Embedded/Hardcoded Keys

One of the simplest methods for ensuring that an application has access to encryption keys or authentication information is embedding the keys in the application itself. Storing them within variables enables them to be easily accessed wherever needed within the application.

This approach creates a couple of different issues. The first is that it makes the sensitive data more vulnerable to exposure. Access to the application’s source code (via a source code repository like GitHub) or using reverse engineering tools like IDA Pro (which automatically extracts strings and locates their usage within a compiled binary) allows an attacker to easily find these keys.

After the keys have been exposed, the use of embedded or hardcoded keys makes incident response more difficult. If keys are built into the application itself, replacing them with a new version requires deploying an updated version of the application to all users. In general, most organizations are slow to apply patches, meaning that the developer needs to choose between breaking functionality for users of an outdated version or leaving the data exposed until all users update.

Weak Keys

Most organizations have a number of different systems, and some employees and administrators may require access to many of them. The complexity of keeping track of all of this encryption and authentication data can lead employees to adopt insecure key management practices.

One common way to increase availability is to use weak passwords which are used to gain access systems or are used to derive a cryptographic key from, or reuse keys across multiple systems. Basing a password off of the system it is used for (like MySQL123! or P0stgr3) or using the same password for multiple systems (without a secure solution like Single Sign On) makes it easier for employees to access these systems.

However, this increased access comes at the cost of security. Password crackers commonly include dictionaries of commonly used passwords, which dramatically decreases the time it requires to crack them. Once the password is cracked, an attacker can use it to gain access to the target systems to steal data or pursue other goals (such as data encryption with ransomware).

Lack of Redundancy for HSMs

For sensitive information, best practices mandate that all encryption and authentication information be stored within a Hardware Security Module (HSM). HSMs are designed to incorporate built-in protections and processing power so that all cryptographic operations are performed on the HSM. This helps to protect any sensitive information stored on the HSM because it never leaves the secure enclave.

Using a single HSM creates a single point of failure within an organization’s environment because any applications relying on the HSM are unusable if the HSM is offline. As a result, industry standards and best practices recommend deploying three HSMs (see diagram below) in a configuration that offers high-availability to minimize the probability of an outage or reduced performance.

Due to the expense and knowledge required to implement this design, many organizations take an alternative approach. Whether using a single HSM or insecurely storing keys, this puts at risk the availability and security of the service.

Case Study: Starbucks

In late 2019, Starbucks accidentally exposed one of their API keys. This key was discovered in a public GitHub repository created by Starbucks developers.

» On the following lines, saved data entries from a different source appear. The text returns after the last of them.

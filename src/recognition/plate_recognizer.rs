//! Plate Recognizer backend (Backend A)
//!
//! Multipart upload with bearer-token auth and bounded retry. Transport
//! failures, HTTP 429, and any other non-2xx response are retried with
//! exponential backoff until attempts are exhausted; a malformed response
//! body is terminal.

use super::retry::backoff_delay;
use super::{RawRecognition, RecognitionBackend};
use crate::config::PlateRecognizerConfig;
use crate::metrics::PipelineStats;
use crate::watchlist::{BackendKind, PlateCandidate};
use async_trait::async_trait;
use reqwest::multipart::{Form, Part};
use serde::Deserialize;
use std::sync::Arc;
use std::time::Duration;

pub const PLATE_RECOGNIZER_BASE_URL: &str = "https://api.platerecognizer.com/v1/plate-reader";

const REQUEST_TIMEOUT: Duration = Duration::from_secs(30);

#[derive(Debug, Deserialize)]
struct PlateReaderResponse {
    #[serde(default)]
    results: Vec<PlateReaderResult>,
}

#[derive(Debug, Deserialize)]
struct PlateReaderResult {
    #[serde(default)]
    plate: Option<String>,

    #[serde(default)]
    score: Option<f64>,

    #[serde(default)]
    candidates: Vec<PlateReaderCandidate>,
}

#[derive(Debug, Deserialize)]
struct PlateReaderCandidate {
    #[serde(default)]
    plate: Option<String>,

    #[serde(default)]
    score: Option<f64>,
}

pub struct PlateRecognizerBackend {
    client: reqwest::Client,
    api_url: String,
    token: String,
    regions: Vec<String>,
    max_retries: u32,
    stats: Arc<PipelineStats>,
}

impl PlateRecognizerBackend {
    pub fn new(config: &PlateRecognizerConfig, stats: Arc<PipelineStats>) -> Self {
        let client = reqwest::Client::builder()
            .timeout(REQUEST_TIMEOUT)
            .build()
            .expect("Failed to create HTTP client");

        Self {
            client,
            api_url: config
                .api_url
                .clone()
                .unwrap_or_else(|| PLATE_RECOGNIZER_BASE_URL.to_string()),
            token: config.token.clone(),
            regions: config.regions.clone(),
            max_retries: config.max_retries,
            stats,
        }
    }

    /// Multipart forms are consumed on send, so each attempt rebuilds one.
    fn build_form(&self, image: &[u8]) -> Form {
        let mut form = Form::new().part(
            "upload",
            Part::bytes(image.to_vec())
                .file_name("snapshot.jpg")
                .mime_str("image/jpeg")
                .expect("static mime type"),
        );
        for region in &self.regions {
            form = form.text("regions", region.clone());
        }
        form
    }

    fn parse_response(&self, body: &str) -> RawRecognition {
        let payload: PlateReaderResponse = match serde_json::from_str(body) {
            Ok(payload) => payload,
            Err(e) => {
                tracing::error!(error = %e, "Plate Recognizer returned invalid JSON response");
                self.stats.record_recognizer_error();
                return RawRecognition::empty();
            }
        };

        let Some(top) = payload.results.into_iter().next() else {
            tracing::debug!("No plates found in Plate Recognizer response");
            return RawRecognition::empty();
        };

        RawRecognition {
            plate: top.plate,
            score: top.score,
            candidates: top
                .candidates
                .into_iter()
                .map(|candidate| PlateCandidate {
                    plate: candidate.plate,
                    score: candidate.score,
                    confidence: None,
                })
                .collect(),
        }
    }
}

#[async_trait]
impl RecognitionBackend for PlateRecognizerBackend {
    fn kind(&self) -> BackendKind {
        BackendKind::PlateRecognizer
    }

    async fn submit(&self, image: &[u8]) -> RawRecognition {
        self.stats.record_recognizer_call();

        let attempts = self.max_retries + 1;

        for attempt in 1..=attempts {
            let response = self
                .client
                .post(&self.api_url)
                .header("Authorization", format!("Token {}", self.token))
                .multipart(self.build_form(image))
                .send()
                .await;

            let response = match response {
                Ok(response) => response,
                Err(e) => {
                    tracing::error!(
                        attempt,
                        attempts,
                        error = %e,
                        "Plate Recognizer request failed"
                    );
                    if attempt == attempts {
                        self.stats.record_recognizer_error();
                        return RawRecognition::empty();
                    }
                    tokio::time::sleep(backoff_delay(attempt)).await;
                    continue;
                }
            };

            let status = response.status();
            if status.as_u16() == 429 {
                tracing::warn!(attempt, attempts, "Plate Recognizer rate limit hit");
                if attempt == attempts {
                    self.stats.record_recognizer_error();
                    return RawRecognition::empty();
                }
                tokio::time::sleep(backoff_delay(attempt)).await;
                continue;
            }

            if !status.is_success() {
                let body = response.text().await.unwrap_or_default();
                tracing::error!(
                    attempt,
                    attempts,
                    status = %status,
                    body = %body,
                    "Plate Recognizer API error"
                );
                if attempt == attempts {
                    self.stats.record_recognizer_error();
                    return RawRecognition::empty();
                }
                tokio::time::sleep(backoff_delay(attempt)).await;
                continue;
            }

            let body = match response.text().await {
                Ok(body) => body,
                Err(e) => {
                    tracing::error!(error = %e, "Failed to read Plate Recognizer response body");
                    self.stats.record_recognizer_error();
                    return RawRecognition::empty();
                }
            };

            return self.parse_response(&body);
        }

        tracing::error!("Failed to get plate number after exhausting retries");
        RawRecognition::empty()
    }
}
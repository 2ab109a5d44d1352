//! FrigateClient - NVR HTTP API adapter
//!
//! ## Responsibilities
//!
//! - Fetch cropped/uncropped event snapshots
//! - Fetch final event attributes (scored license-plate boxes)
//! - Push the recognized sublabel back onto the event
//!
//! Every operation is tolerant: failures are logged and surface as `None`
//! or a no-op, never as pipeline errors.

use crate::event_model::EventAttribute;
use async_trait::async_trait;
use serde::Deserialize;
use serde_json::json;
use std::time::Duration;

/// Frigate caps sublabels at 20 characters.
const SUBLABEL_MAX_LEN: usize = 20;

const REQUEST_TIMEOUT: Duration = Duration::from_secs(20);

/// NVR-facing operations consumed by the pipeline and snapshot writer.
#[async_trait]
pub trait FrigateApi: Send + Sync {
    /// Snapshot JPEG for the event; `None` on any failure.
    async fn fetch_snapshot(&self, event_id: &str, cropped: bool) -> Option<Vec<u8>>;

    /// Final license-plate attributes for the event; `None` when absent or
    /// unavailable.
    async fn fetch_plate_attributes(&self, event_id: &str) -> Option<Vec<EventAttribute>>;

    /// Push the recognized plate as the event sublabel. Best-effort.
    async fn set_sublabel(&self, event_id: &str, sublabel: &str, score: Option<f64>);
}

#[derive(Debug, Deserialize)]
struct EventDetailResponse {
    #[serde(default)]
    data: EventDetailData,
}

#[derive(Debug, Default, Deserialize)]
struct EventDetailData {
    #[serde(default)]
    attributes: Vec<EventAttribute>,
}

pub struct FrigateClient {
    client: reqwest::Client,
    base_url: String,
}

impl FrigateClient {
    pub fn new(base_url: String) -> Self {
        let client = reqwest::Client::builder()
            .timeout(REQUEST_TIMEOUT)
            .build()
            .expect("Failed to create HTTP client");

        Self { client, base_url }
    }

    pub fn base_url(&self) -> &str {
        &self.base_url
    }
}

#[async_trait]
impl FrigateApi for FrigateClient {
    async fn fetch_snapshot(&self, event_id: &str, cropped: bool) -> Option<Vec<u8>> {
        let url = format!("{}/api/events/{}/snapshot.jpg", self.base_url, event_id);
        tracing::debug!(event_id = %event_id, cropped, "Getting snapshot");

        let response = self
            .client
            .get(&url)
            .query(&[("crop", if cropped { 1 } else { 0 }), ("quality", 95)])
            .send()
            .await;

        let response = match response {
            Ok(response) => response,
            Err(e) => {
                tracing::error!(event_id = %event_id, error = %e, "Error getting snapshot");
                return None;
            }
        };

        if !response.status().is_success() {
            tracing::error!(
                event_id = %event_id,
                status = %response.status(),
                "Error getting snapshot"
            );
            return None;
        }

        match response.bytes().await {
            Ok(bytes) => Some(bytes.to_vec()),
            Err(e) => {
                tracing::error!(event_id = %event_id, error = %e, "Error reading snapshot body");
                None
            }
        }
    }

    async fn fetch_plate_attributes(&self, event_id: &str) -> Option<Vec<EventAttribute>> {
        let url = format!("{}/api/events/{}", self.base_url, event_id);

        let response = match self.client.get(&url).send().await {
            Ok(response) => response,
            Err(e) => {
                tracing::error!(event_id = %event_id, error = %e, "Error getting final event data");
                return None;
            }
        };

        if !response.status().is_success() {
            tracing::error!(
                event_id = %event_id,
                status = %response.status(),
                "Error getting final event data"
            );
            return None;
        }

        let detail: EventDetailResponse = match response.json().await {
            Ok(detail) => detail,
            Err(e) => {
                tracing::error!(event_id = %event_id, error = %e, "Error parsing event JSON");
                return None;
            }
        };

        let plates: Vec<EventAttribute> = detail
            .data
            .attributes
            .into_iter()
            .filter(|attribute| attribute.label == "license_plate")
            .collect();

        if plates.is_empty() {
            None
        } else {
            Some(plates)
        }
    }

    async fn set_sublabel(&self, event_id: &str, sublabel: &str, score: Option<f64>) {
        let url = format!("{}/api/events/{}/sub_label", self.base_url, event_id);
        let sublabel = format_sublabel(sublabel);
        tracing::debug!(event_id = %event_id, sublabel = %sublabel, "Setting sublabel");

        let payload = json!({ "subLabel": sublabel });
        let response = match self.client.post(&url).json(&payload).send().await {
            Ok(response) => response,
            Err(e) => {
                tracing::error!(event_id = %event_id, error = %e, "Failed to set sublabel");
                return;
            }
        };

        if response.status().is_success() {
            let percent = score.map(|s| format!("{:.1}%", s * 100.0));
            tracing::info!(
                sublabel = %sublabel,
                confidence = ?percent,
                "Sublabel set successfully"
            );
        } else {
            tracing::error!(
                status = %response.status(),
                "Failed to set sublabel"
            );
        }
    }
}

/// Plates are always upper-cased and truncated to the NVR's sublabel limit.
pub fn format_sublabel(sublabel: &str) -> String {
    let truncated: String = sublabel.chars().take(SUBLABEL_MAX_LEN).collect();
    truncated.to_uppercase()
}
//! SnapshotSaver - annotated snapshot persistence
//!
//! ## Responsibilities
//!
//! - Fetch the full (uncropped) event snapshot
//! - Draw the license-plate box when final attributes are available
//! - Write `{PLATE}_{camera}_{timestamp}.png` under the snapshot directory
//!
//! Saving is best-effort: any failure is logged and swallowed so snapshot
//! trouble never changes a pipeline outcome.

use crate::event_model::EventData;
use crate::frigate::FrigateApi;
use crate::metrics::PipelineStats;
use async_trait::async_trait;
use chrono::Local;
use image::{DynamicImage, Rgba};
use imageproc::drawing::draw_hollow_rect_mut;
use imageproc::rect::Rect;
use std::io::Cursor;
use std::path::PathBuf;
use std::sync::Arc;

const TIMESTAMP_FORMAT: &str = "%Y-%m-%d_%H-%M";

/// Snapshot persistence consumed by the pipeline.
#[async_trait]
pub trait SnapshotSink: Send + Sync {
    async fn save(&self, after: &EventData, plate_number: Option<&str>);
}

/// Snapshot sink config, carved out of the Frigate section.
#[derive(Debug, Clone)]
pub struct SnapshotSaverConfig {
    pub snapshot_dir: PathBuf,
    pub save_snapshots: bool,
    pub frigate_plus: bool,
    pub draw_box: bool,
}

pub struct SnapshotSaver {
    frigate: Arc<dyn FrigateApi>,
    config: SnapshotSaverConfig,
    stats: Arc<PipelineStats>,
}

impl SnapshotSaver {
    pub fn new(
        frigate: Arc<dyn FrigateApi>,
        config: SnapshotSaverConfig,
        stats: Arc<PipelineStats>,
    ) -> Self {
        Self {
            frigate,
            config,
            stats,
        }
    }
}

#[async_trait]
impl SnapshotSink for SnapshotSaver {
    async fn save(&self, after: &EventData, plate_number: Option<&str>) {
        if !self.config.save_snapshots {
            tracing::debug!("Skipping saving snapshot because save_snapshots is set to false");
            return;
        }

        let plate_box = if self.config.frigate_plus && self.config.draw_box {
            self.frigate
                .fetch_plate_attributes(&after.id)
                .await
                .and_then(|attributes| attributes.first().and_then(|a| a.bounding_box))
        } else {
            None
        };

        let Some(snapshot) = self.frigate.fetch_snapshot(&after.id, false).await else {
            return;
        };

        let mut image = match image::load_from_memory(&snapshot) {
            Ok(image) => image,
            Err(e) => {
                tracing::error!(event_id = %after.id, error = %e, "Failed to decode snapshot image");
                return;
            }
        };

        if let Some(normalized_box) = plate_box {
            draw_plate_box(&mut image, normalized_box);
        }

        let timestamp = Local::now().format(TIMESTAMP_FORMAT);
        let mut image_name = format!("{}_{}.png", after.camera, timestamp);
        if let Some(plate) = plate_number {
            image_name = format!("{}_{}", plate.to_uppercase(), image_name);
        }

        let mut encoded = Vec::new();
        if let Err(e) = image.write_to(&mut Cursor::new(&mut encoded), image::ImageFormat::Png) {
            tracing::error!(event_id = %after.id, error = %e, "Failed to encode snapshot image");
            return;
        }

        if let Err(e) = tokio::fs::create_dir_all(&self.config.snapshot_dir).await {
            tracing::error!(error = %e, "Failed to create snapshot directory");
            return;
        }

        let image_path = self.config.snapshot_dir.join(&image_name);
        match tokio::fs::write(&image_path, &encoded).await {
            Ok(()) => {
                tracing::info!(path = %image_path.display(), "Saved snapshot image");
                self.stats.record_snapshot_saved();
            }
            Err(e) => {
                tracing::error!(path = %image_path.display(), error = %e, "Failed to save snapshot");
            }
        }
    }
}

/// Scale the normalized [x, y, w, h] box to pixels and draw a 2px outline.
fn draw_plate_box(image: &mut DynamicImage, normalized_box: [f64; 4]) {
    let width = image.width() as f64;
    let height = image.height() as f64;

    let x = (normalized_box[0] * width) as i32;
    let y = (normalized_box[1] * height) as i32;
    let w = (normalized_box[2] * width).max(1.0) as u32;
    let h = (normalized_box[3] * height).max(1.0) as u32;

    tracing::debug!(x, y, w, h, "Drawing plate box");

    let mut canvas = image.to_rgba8();
    let red = Rgba([255u8, 0, 0, 255]);
    draw_hollow_rect_mut(&mut canvas, Rect::at(x, y).of_size(w, h), red);
    if w > 2 && h > 2 {
        draw_hollow_rect_mut(
            &mut canvas,
            Rect::at(x + 1, y + 1).of_size(w - 2, h - 2),
            red,
        );
    }
    *image = DynamicImage::ImageRgba8(canvas);
}

#[cfg(test)]
mod tests {
    use super::*;
    use image::RgbaImage;

    #[test]
    fn test_draw_plate_box_marks_outline() {
        let mut image = DynamicImage::ImageRgba8(RgbaImage::new(100, 50));
        draw_plate_box(&mut image, [0.1, 0.2, 0.5, 0.4]);

        let canvas = image.to_rgba8();
        // Top-left corner of the box: x = 10, y = 10
        assert_eq!(canvas.get_pixel(10, 10), &Rgba([255, 0, 0, 255]));
        // Well inside the box stays untouched
        assert_eq!(canvas.get_pixel(30, 20), &Rgba([0, 0, 0, 0]));
    }

    #[test]
    fn test_draw_plate_box_clamps_tiny_boxes() {
        let mut image = DynamicImage::ImageRgba8(RgbaImage::new(10, 10));
        // Degenerate box still draws without panicking
        draw_plate_box(&mut image, [0.0, 0.0, 0.0, 0.0]);
    }
}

The potential impact of this API key exposure was significant because the key was tied to Starbucks’s JumpCloud account on AWS. This is AWS’s version of Active Directory, and an attacker with access to this key could have taken over Starbucks’s AWS account, run commands on its AWS servers, and add or remove users on its AWS account.

The leaked key was discovered and ethically reported to Starbucks by an independent security researcher. In response, Starbucks awarded this researcher a bug bounty of $4,000, the maximum bounty possible on its bug bounty program during that year.

Improving Key Availability with Ubiq

A key management system needs to be able to ensure that encryption keys and authentication data are continuously available to its applications and users. This includes redundancy to ensure that outages of a single key management system do not bring down an entire network.

Ubiq’s API-based developer platform offers a user-friendly encryption and key management solution with built-in redundancy and high availability. To learn more about the Ubiq Platform, check out this demo.

Read next: Common Challenges with Key Management: Heterogeneity (Part 5 of 6)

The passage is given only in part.